Comme elle, Marius Parrain, 16 ans, était à la recherche d’un job d’été. Pour échapper à la castration du maïs dans les champs, qui est souvent le passage obligé pour les jeunes Landais l’été, il a postulé à la coopérative en création : « Dès le premier jour, on signe notre contrat avec la coopérative d’activités et d’emploi Co-actions, c’est impressionnant. »

Chaque CJS est abritée par une coopérative ou une association adulte afin de bénéficier de son immatriculation juridique. Les jeunes signent avec leur coopérative un contrat spécifique. Celle-ci édite les factures et à la clôture, imminente, de la CJS, elle reversera le chiffre d’affaires en salaires aux jeunes. Selon les CJS, ils peuvent espérer une rémunération qui va de 400 à 1 000 €.

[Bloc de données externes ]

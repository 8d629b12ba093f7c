use std::io::Write;

use agentline_core::{Event, EventType};
use agentline_timeline::{DisplayEntry, StreamEvent, SubagentThread, ToolCallIndex};
use anyhow::Result;
use chrono::{DateTime, Utc};

const DETAIL_CHARS: usize = 96;

/// Output format for rendered timelines.
#[derive(Debug, Clone, Copy, PartialEq, Eq, clap::ValueEnum)]
pub enum OutputFormat {
    Text,
    Json,
    /// NDJSON stream: each line is an independent JSON envelope
    Stream,
}

/// Structured output envelope (Terraform/ripgrep pattern).
#[derive(Debug, serde::Serialize)]
pub struct OutputEnvelope {
    pub version: &'static str,
    #[serde(rename = "type")]
    pub data_type: String,
    #[serde(rename = "@message")]
    pub message: String,
    #[serde(rename = "@timestamp")]
    pub timestamp: String,
    pub data: serde_json::Value,
}

impl OutputEnvelope {
    pub fn new(data_type: &str, message: &str, data: serde_json::Value) -> Self {
        Self {
            version: "0.1",
            data_type: data_type.to_string(),
            message: message.to_string(),
            timestamp: Utc::now().to_rfc3339(),
            data,
        }
    }
}

/// Render display entries in the specified format.
pub fn render_entries(
    entries: &[DisplayEntry],
    tools: &ToolCallIndex,
    format: OutputFormat,
    writer: &mut dyn Write,
) -> Result<()> {
    match format {
        OutputFormat::Text => {
            for entry in entries {
                write_entry_text(entry, tools, writer)?;
            }
        }
        OutputFormat::Json => {
            let json = serde_json::to_string_pretty(entries)?;
            writeln!(writer, "{json}")?;
        }
        OutputFormat::Stream => {
            for entry in entries {
                let envelope = OutputEnvelope::new(
                    "display_entry",
                    &entry_headline(entry, tools),
                    serde_json::to_value(entry)?,
                );
                writeln!(writer, "{}", serde_json::to_string(&envelope)?)?;
            }
        }
    }
    Ok(())
}

/// One line per entry; nested events are indented under their group.
pub fn write_entry_text(
    entry: &DisplayEntry,
    tools: &ToolCallIndex,
    writer: &mut dyn Write,
) -> Result<()> {
    writeln!(writer, "{}", entry_headline(entry, tools))?;
    match entry {
        DisplayEntry::Event(_) => {}
        DisplayEntry::ClearifyTimeline { groups, .. } => {
            for (step, group) in groups.iter().enumerate() {
                writeln!(
                    writer,
                    "  {}. {}",
                    step + 1,
                    clip(group.clearify.event.result_text().unwrap_or_default())
                )?;
                for item in &group.events {
                    writeln!(writer, "     {}", event_line(item, tools))?;
                }
            }
        }
        DisplayEntry::SubagentGroup(group) => {
            for thread in &group.threads {
                writeln!(writer, "  {}", thread_line(thread))?;
                for item in &thread.events {
                    writeln!(writer, "     {}", event_line(item, tools))?;
                }
            }
        }
    }
    Ok(())
}

fn entry_headline(entry: &DisplayEntry, tools: &ToolCallIndex) -> String {
    match entry {
        DisplayEntry::Event(item) => event_line(item, tools),
        DisplayEntry::ClearifyTimeline { groups, ts } => {
            let steps = groups.len();
            format!(
                "{} clearify      {} step{}",
                clock(*ts),
                steps,
                if steps == 1 { "" } else { "s" }
            )
        }
        DisplayEntry::SubagentGroup(group) => {
            let count = group.threads.len();
            format!(
                "{} subagents     {} ({} thread{})",
                clock(group.ts),
                group.group_key,
                count,
                if count == 1 { "" } else { "s" }
            )
        }
    }
}

fn thread_line(thread: &SubagentThread) -> String {
    let mut line = format!("[{}] {}", thread.context.status.as_str(), thread.key);
    if let Some(preview) = &thread.context.preview {
        line.push_str(" - ");
        line.push_str(&clip(preview));
    }
    if let (Some(done), Some(total)) = (thread.context.completed, thread.context.total) {
        line.push_str(&format!(" ({done}/{total})"));
    }
    if let Some(error) = &thread.context.last_error {
        line.push_str(" ! ");
        line.push_str(&clip(error));
    }
    line
}

fn event_line(item: &StreamEvent, tools: &ToolCallIndex) -> String {
    let event = &item.event;
    let detail = event_detail(event, tools);
    let line = format!(
        "{} #{:<4} {}",
        clock(event.timestamp),
        item.source_index,
        event.event_type
    );
    if detail.is_empty() {
        line
    } else {
        format!("{line}  {detail}")
    }
}

fn event_detail(event: &Event, tools: &ToolCallIndex) -> String {
    match &event.event_type {
        EventType::NodeOutputDelta => clip(event.delta().unwrap_or_default()),
        EventType::ResultFinal => clip(event.final_answer().unwrap_or_default()),
        EventType::NodeOutputSummary => clip(event.summary_content().unwrap_or_default()),
        EventType::ToolStarted => event.tool_name().unwrap_or_default().to_string(),
        EventType::ToolCompleted => {
            let tool = event
                .tool_name()
                .or_else(|| tools.resolve_start(event).and_then(Event::tool_name))
                .unwrap_or("tool");
            match event.error_text() {
                Some(error) => format!("{tool} ! {}", clip(error)),
                None => format!("{tool} -> {}", clip(event.result_text().unwrap_or_default())),
            }
        }
        EventType::NodeFailed => clip(event.error_text().unwrap_or_default()),
        _ => String::new(),
    }
}

fn clock(ts: Option<DateTime<Utc>>) -> String {
    ts.map_or_else(
        || "--:--:--".to_string(),
        |ts| ts.format("%H:%M:%S").to_string(),
    )
}

/// First line of `text`, shortened to `DETAIL_CHARS` characters.
fn clip(text: &str) -> String {
    let line = text.trim().lines().next().unwrap_or_default();
    if line.chars().count() <= DETAIL_CHARS {
        return line.to_string();
    }
    let mut out: String = line.chars().take(DETAIL_CHARS - 3).collect();
    out.push_str("...");
    out
}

Les CJS ont quelques bonnes fées autour d’elles. Elles sont rassemblées dans un comité local, comprenant des services jeunesse, des collectivités, des partenaires économiques. Avec comme cheville ouvrière, à Morcenx, l’association Ploucs, chargée de l’animation et aussi du transport des adolescents sur leurs lieux de travail, une problématique cruciale dans ce vaste département rural. Depuis trois ans, Ploucs anime une CJS dans différents bourgs, pour un coût global de 50 000 €.

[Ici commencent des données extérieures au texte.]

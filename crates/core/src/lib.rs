pub mod classify;
pub mod stream;
pub mod trace;

pub use trace::*;

#[cfg(any(test, feature = "testing"))]
pub mod testing;
use agentline_runtime_config::{ConsoleConfig, default_config_path, load_config, save_config};
use anyhow::{Context, Result};
use clap::{Args, Subcommand};
use std::path::{Path, PathBuf};

#[derive(Debug, Clone, Args)]
pub struct ConfigArgs {
    #[command(subcommand)]
    pub action: ConfigAction,
}

#[derive(Debug, Clone, Subcommand)]
pub enum ConfigAction {
    /// Write the effective config (defaults plus any existing values) to disk.
    Init {
        /// Rewrite an existing file with every key filled in.
        #[arg(long)]
        force: bool,
    },
    /// Print the effective config as TOML.
    Show,
}

pub fn run(args: ConfigArgs, explicit: Option<&Path>) -> Result<()> {
    let path = resolve_config_path(explicit)?;
    match args.action {
        ConfigAction::Init { force } => run_init(&path, force),
        ConfigAction::Show => run_show(&path),
    }
}

/// `--config` if given, else `~/.config/agentline/agentline.toml`.
pub fn resolve_config_path(explicit: Option<&Path>) -> Result<PathBuf> {
    match explicit {
        Some(path) => Ok(path.to_path_buf()),
        None => default_config_path().context("Could not determine home directory"),
    }
}

/// Effective config for the run. Without `--config` and without a home
/// directory the defaults are used.
pub fn load_effective(explicit: Option<&Path>) -> Result<ConsoleConfig> {
    let path = match explicit {
        Some(path) => path.to_path_buf(),
        None => match default_config_path() {
            Some(path) => path,
            None => return Ok(ConsoleConfig::default()),
        },
    };
    load_config(&path).with_context(|| format!("Failed to load config at {}", path.display()))
}

fn run_init(path: &Path, force: bool) -> Result<()> {
    if path.exists() && !force {
        println!("config: {} (unchanged)", path.display());
        return Ok(());
    }
    // load_config applies compatibility fallbacks.
    let cfg =
        load_config(path).with_context(|| format!("Failed to load config at {}", path.display()))?;
    save_config(path, &cfg).with_context(|| format!("Failed to write {}", path.display()))?;
    println!("config: {}", path.display());
    Ok(())
}

fn run_show(path: &Path) -> Result<()> {
    let cfg =
        load_config(path).with_context(|| format!("Failed to load config at {}", path.display()))?;
    let body = toml::to_string_pretty(&cfg).context("serialize config")?;
    println!("# {}", path.display());
    print!("{body}");
    Ok(())
}

#[cfg(test)]
mod tests {
    use super::*;

    #[test]
    fn explicit_path_wins() {
        let path = Path::new("/tmp/custom.toml");
        assert_eq!(resolve_config_path(Some(path)).unwrap(), path);
    }

    #[test]
    fn init_writes_defaults_once() {
        let dir = tempfile::tempdir().unwrap();
        let path = dir.path().join("nested").join("agentline.toml");
        run_init(&path, false).unwrap();
        let written = std::fs::read_to_string(&path).unwrap();
        assert!(written.contains("delegation_tool = \"subagent\""));

        std::fs::write(&path, "[timeline]\nmax_delta_chars = 64\n").unwrap();
        run_init(&path, false).unwrap();
        assert_eq!(
            std::fs::read_to_string(&path).unwrap(),
            "[timeline]\nmax_delta_chars = 64\n"
        );

        run_init(&path, true).unwrap();
        let cfg = load_effective(Some(&path)).unwrap();
        assert_eq!(cfg.timeline.max_delta_chars, 64);
        assert!(std::fs::read_to_string(&path).unwrap().contains("[viewport]"));
    }
}
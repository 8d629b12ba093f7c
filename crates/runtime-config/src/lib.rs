//! Shared timeline/viewport configuration types.
//!
//! The CLI and any embedding UI read `agentline.toml` using these types.
//! Timeline settings map onto the reconciliation options; viewport settings
//! tune the virtualized list shell.

use agentline_core::classify::{
    DEFAULT_CLEARIFY_TOOL, DEFAULT_DELEGATION_TOOL, DEFAULT_RETRY_MARKERS,
};
use serde::{Deserialize, Serialize};
use std::path::{Path, PathBuf};

/// Canonical config file name.
pub const CONFIG_FILE_NAME: &str = "agentline.toml";

#[derive(Debug, thiserror::Error)]
#[non_exhaustive]
pub enum ConfigError {
    #[error("failed to read {}: {source}", path.display())]
    Read {
        path: PathBuf,
        source: std::io::Error,
    },
    #[error("failed to write {}: {source}", path.display())]
    Write {
        path: PathBuf,
        source: std::io::Error,
    },
    #[error("invalid config in {}: {source}", path.display())]
    Parse {
        path: PathBuf,
        source: toml::de::Error,
    },
    #[error("failed to serialize config: {0}")]
    Serialize(#[from] toml::ser::Error),
}

/// Top-level configuration (persisted as `agentline.toml`).
#[derive(Debug, Clone, Serialize, Deserialize, Default)]
pub struct ConsoleConfig {
    #[serde(default)]
    pub timeline: TimelineSettings,
    #[serde(default)]
    pub viewport: ViewportSettings,
}

#[derive(Debug, Clone, Serialize, Deserialize)]
pub struct TimelineSettings {
    #[serde(default)]
    pub include_deltas: DeltaMode,
    /// Upper bound on the text a merged delta run keeps (most recent chars).
    #[serde(default = "default_max_delta_chars")]
    pub max_delta_chars: usize,
    #[serde(default = "default_delegation_tool")]
    pub delegation_tool: String,
    #[serde(default = "default_clearify_tool")]
    pub clearify_tool: String,
    #[serde(default = "default_retry_markers")]
    pub retry_markers: Vec<String>,
}

impl Default for TimelineSettings {
    fn default() -> Self {
        Self {
            include_deltas: DeltaMode::Auto,
            max_delta_chars: default_max_delta_chars(),
            delegation_tool: default_delegation_tool(),
            clearify_tool: default_clearify_tool(),
            retry_markers: default_retry_markers(),
        }
    }
}

#[derive(Debug, Clone, Copy, Serialize, Deserialize, PartialEq, Eq, Default)]
#[serde(rename_all = "snake_case")]
pub enum DeltaMode {
    /// Show streaming deltas only while a task is running.
    #[default]
    Auto,
    #[serde(alias = "on", alias = "true")]
    Always,
    #[serde(alias = "off", alias = "false")]
    Never,
    /// Unknown/invalid values are normalized by compatibility fallbacks.
    #[serde(other)]
    Unknown,
}

impl DeltaMode {
    pub fn resolve(&self, is_running: bool) -> bool {
        match self {
            Self::Auto | Self::Unknown => is_running,
            Self::Always => true,
            Self::Never => false,
        }
    }
}

#[derive(Debug, Clone, Serialize, Deserialize)]
pub struct ViewportSettings {
    /// Distance from the bottom (px) within which the list counts as pinned.
    #[serde(default = "default_pin_threshold_px")]
    pub pin_threshold_px: f64,
    #[serde(default = "default_overscan")]
    pub overscan: usize,
    #[serde(default = "default_estimated_item_height")]
    pub estimated_item_height: f64,
    #[serde(default = "default_announce_clear_ms")]
    pub announce_clear_ms: u64,
    /// How long a programmatic scroll suppresses pin-state updates.
    #[serde(default = "default_auto_scroll_guard_ms")]
    pub auto_scroll_guard_ms: u64,
}

impl Default for ViewportSettings {
    fn default() -> Self {
        Self {
            pin_threshold_px: default_pin_threshold_px(),
            overscan: default_overscan(),
            estimated_item_height: default_estimated_item_height(),
            announce_clear_ms: default_announce_clear_ms(),
            auto_scroll_guard_ms: default_auto_scroll_guard_ms(),
        }
    }
}

// ── Serde default functions ─────────────────────────────────────────────

fn default_max_delta_chars() -> usize {
    10_000
}
fn default_delegation_tool() -> String {
    DEFAULT_DELEGATION_TOOL.to_string()
}
fn default_clearify_tool() -> String {
    DEFAULT_CLEARIFY_TOOL.to_string()
}
fn default_pin_threshold_px() -> f64 {
    48.0
}
fn default_overscan() -> usize {
    6
}
fn default_estimated_item_height() -> f64 {
    96.0
}
fn default_announce_clear_ms() -> u64 {
    2_000
}
fn default_auto_scroll_guard_ms() -> u64 {
    400
}

pub fn default_retry_markers() -> Vec<String> {
    DEFAULT_RETRY_MARKERS
        .iter()
        .map(|marker| (*marker).to_string())
        .collect()
}

/// Apply compatibility fallbacks after loading raw TOML.
/// Returns true when any field was updated.
pub fn apply_compat_fallbacks(config: &mut ConsoleConfig) -> bool {
    let mut changed = false;
    let timeline = &mut config.timeline;

    if timeline.include_deltas == DeltaMode::Unknown {
        timeline.include_deltas = DeltaMode::Auto;
        changed = true;
    }
    if timeline.max_delta_chars == 0 {
        timeline.max_delta_chars = default_max_delta_chars();
        changed = true;
    }
    if timeline.delegation_tool.trim().is_empty() {
        timeline.delegation_tool = default_delegation_tool();
        changed = true;
    }
    if timeline.clearify_tool.trim().is_empty() {
        timeline.clearify_tool = default_clearify_tool();
        changed = true;
    }

    let viewport = &mut config.viewport;
    if !viewport.pin_threshold_px.is_finite() || viewport.pin_threshold_px < 0.0 {
        viewport.pin_threshold_px = default_pin_threshold_px();
        changed = true;
    }
    if !viewport.estimated_item_height.is_finite() || viewport.estimated_item_height <= 0.0 {
        viewport.estimated_item_height = default_estimated_item_height();
        changed = true;
    }

    changed
}

/// Default location: `$HOME/.config/agentline/agentline.toml`.
pub fn default_config_path() -> Option<PathBuf> {
    let home = std::env::var_os("HOME").or_else(|| std::env::var_os("USERPROFILE"))?;
    Some(
        PathBuf::from(home)
            .join(".config")
            .join("agentline")
            .join(CONFIG_FILE_NAME),
    )
}

/// Load config from `path`, applying compatibility fallbacks.
/// A missing file yields the defaults.
pub fn load_config(path: &Path) -> Result<ConsoleConfig, ConfigError> {
    let content = match std::fs::read_to_string(path) {
        Ok(content) => content,
        Err(e) if e.kind() == std::io::ErrorKind::NotFound => return Ok(ConsoleConfig::default()),
        Err(source) => {
            return Err(ConfigError::Read {
                path: path.to_path_buf(),
                source,
            });
        }
    };
    let mut config: ConsoleConfig = toml::from_str(&content).map_err(|source| ConfigError::Parse {
        path: path.to_path_buf(),
        source,
    })?;
    apply_compat_fallbacks(&mut config);
    Ok(config)
}

pub fn save_config(path: &Path, config: &ConsoleConfig) -> Result<(), ConfigError> {
    if let Some(dir) = path.parent() {
        std::fs::create_dir_all(dir).map_err(|source| ConfigError::Write {
            path: dir.to_path_buf(),
            source,
        })?;
    }
    let content = toml::to_string_pretty(config)?;
    std::fs::write(path, content).map_err(|source| ConfigError::Write {
        path: path.to_path_buf(),
        source,
    })
}

#[cfg(test)]
mod tests {
    use super::*;

    #[test]
    fn defaults_are_stable() {
        let cfg = ConsoleConfig::default();
        assert_eq!(cfg.timeline.include_deltas, DeltaMode::Auto);
        assert_eq!(cfg.timeline.max_delta_chars, 10_000);
        assert_eq!(cfg.timeline.delegation_tool, "subagent");
        assert_eq!(cfg.timeline.clearify_tool, "clearify");
        assert_eq!(cfg.viewport.pin_threshold_px, 48.0);
        assert_eq!(cfg.viewport.announce_clear_ms, 2_000);
    }

    #[test]
    fn partial_toml_fills_defaults() {
        let cfg: ConsoleConfig = toml::from_str(
            r#"
[timeline]
max_delta_chars = 256

[viewport]
overscan = 2
"#,
        )
        .expect("parse toml");

        assert_eq!(cfg.timeline.max_delta_chars, 256);
        assert_eq!(cfg.timeline.clearify_tool, "clearify");
        assert_eq!(cfg.viewport.overscan, 2);
        assert_eq!(cfg.viewport.estimated_item_height, 96.0);
    }

    #[test]
    fn delta_mode_aliases_are_accepted() {
        let cfg: ConsoleConfig = toml::from_str(
            r#"
[timeline]
include_deltas = "off"
"#,
        )
        .expect("parse toml");
        assert_eq!(cfg.timeline.include_deltas, DeltaMode::Never);
        assert!(!cfg.timeline.include_deltas.resolve(true));
        assert!(DeltaMode::Auto.resolve(true));
        assert!(!DeltaMode::Auto.resolve(false));
    }

    #[test]
    fn apply_compat_fallbacks_repairs_invalid_values() {
        let mut cfg: ConsoleConfig = toml::from_str(
            r#"
[timeline]
include_deltas = "sometimes"
max_delta_chars = 0
clearify_tool = "  "

[viewport]
estimated_item_height = -1.0
"#,
        )
        .expect("parse toml");

        assert!(apply_compat_fallbacks(&mut cfg));
        assert_eq!(cfg.timeline.include_deltas, DeltaMode::Auto);
        assert_eq!(cfg.timeline.max_delta_chars, 10_000);
        assert_eq!(cfg.timeline.clearify_tool, "clearify");
        assert_eq!(cfg.viewport.estimated_item_height, 96.0);
    }

    #[test]
    fn apply_compat_fallbacks_is_noop_for_defaults() {
        let mut cfg = ConsoleConfig::default();
        assert!(!apply_compat_fallbacks(&mut cfg));
    }

    #[test]
    fn missing_file_loads_defaults_and_save_round_trips() {
        let dir = tempfile::tempdir().expect("tempdir");
        let path = dir.path().join("nested").join(CONFIG_FILE_NAME);

        let loaded = load_config(&path).expect("missing file is fine");
        assert_eq!(loaded.timeline.max_delta_chars, 10_000);

        let mut cfg = ConsoleConfig::default();
        cfg.timeline.include_deltas = DeltaMode::Always;
        cfg.viewport.overscan = 12;
        save_config(&path, &cfg).expect("save");

        let reloaded = load_config(&path).expect("load");
        assert_eq!(reloaded.timeline.include_deltas, DeltaMode::Always);
        assert_eq!(reloaded.viewport.overscan, 12);
    }

    #[test]
    fn invalid_toml_reports_path() {
        let dir = tempfile::tempdir().expect("tempdir");
        let path = dir.path().join(CONFIG_FILE_NAME);
        std::fs::write(&path, "[timeline\n").expect("write");

        let err = load_config(&path).expect_err("should fail");
        assert!(matches!(err, ConfigError::Parse { .. }));
        assert!(err.to_string().contains(CONFIG_FILE_NAME));
    }
}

Cette année des jeunes de Sabres et Morcenx sont concernés. Une particularité qui explique le nom de leur CJS : Sabenx. « Comme dans toute coopérative, nous avons pris des parts sociales à 2 euros et nous avons élu des co-présidents, détaille Mélanie. Chacun des coopérateurs est dans un comité (finances, commercial, communication). On fonctionne comme une entreprise. C’est intéressant pour notre notre CV ! »

Cet après-midi d’août, Mélanie et Marius ont pour mission de sensibiliser au tri sélectif les visiteurs de l’écomusée de Marquèze, un site qui reconstitue la vie des Landais au XIXe siècle. Ils se postent à proximité des poubelles. « Ils sont un peu timides au début, s’amuse Denis Richard, le directeur. Pour les aider on les forme une journée. C’est la deuxième année que nous avons un contrat avec une CJS. C’est aussi important pour nous d’impliquer des jeunes du territoire, qui viendront peut-être travailler chez nous par la suite. » L’écomusée emploie 25 salariés et plus de 60 en saison.

Dans une région rurale comme les Landes ou dans les quartiers urbains, la CJS fonctionne aussi comme sas d’insertion vers le milieu professionnel. « Dans chaque CJS, les animateurs parlent aux jeunes des débouchés dans l’économie sociale et solidaire, souligne Régis Tirlemont, président de la Fabrique coopérative, qui labellise les CJS. Par la suite, on sait que certains jeunes se lancent dans la création de leur activité, s’impliquent dans la vie associative locale ou deviennent nos prochains animateurs de CJS ! »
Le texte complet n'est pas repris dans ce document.